---------- Material for the task ----------
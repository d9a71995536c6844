//! Terminal-hosted records: simulated sensor, terminal view, logged blinks.

use super::view::{TerminalView, ViewConfig};
use crate::actor::{InputAdapter, TerminalInput};
use crate::app::Platform;
use crate::config::DisplayConfig;
use crate::display::Renderer;
use crate::error::Result;
use crate::notify::LogNotifier;
use crate::sensor::SimulatedSensor;
use crate::state::SharedState;
use std::io;
use std::time::Duration;

/// How long the input thread waits for a key before checking for shutdown.
const INPUT_POLL: Duration = Duration::from_millis(50);

/// [`Platform`] for running in a terminal.
pub struct TerminalPlatform {
    display: DisplayConfig,
}

impl TerminalPlatform {
    /// Create a platform drawing with the given display settings.
    pub fn new(display: DisplayConfig) -> Self {
        Self { display }
    }

    /// Center the canvas on the current terminal.
    fn origin(&self) -> (u16, u16) {
        let (cols, rows) = super::TerminalSession::size().unwrap_or((0, 0));
        (
            cols.saturating_sub(self.display.width) / 2,
            rows.saturating_sub(self.display.height) / 2,
        )
    }
}

impl Platform for TerminalPlatform {
    type Sensor = SimulatedSensor;
    type View = TerminalView;
    type Notifier = LogNotifier;

    fn sensor(&mut self) -> Result<SimulatedSensor> {
        Ok(SimulatedSensor::default())
    }

    fn open_view(
        &mut self,
        state: &SharedState,
        renderer: Renderer,
        input: InputAdapter,
    ) -> Result<TerminalView> {
        let config = ViewConfig {
            width: self.display.width,
            height: self.display.height,
            repaint_interval: self.display.repaint_interval(),
            origin: self.origin(),
        };
        let view = TerminalView::spawn(io::stdout(), state.clone(), renderer, config)?;
        let input = TerminalInput::spawn(input, INPUT_POLL)?;
        Ok(view.with_input(input))
    }

    fn open_notifications(&mut self) -> Result<LogNotifier> {
        Ok(LogNotifier::new())
    }
}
----------
» **Your task**
Go line by line through the records above and copy each one containing "origin".

» **Task response**
    fn origin(&self) -> (u16, u16) {
            origin: self.origin(),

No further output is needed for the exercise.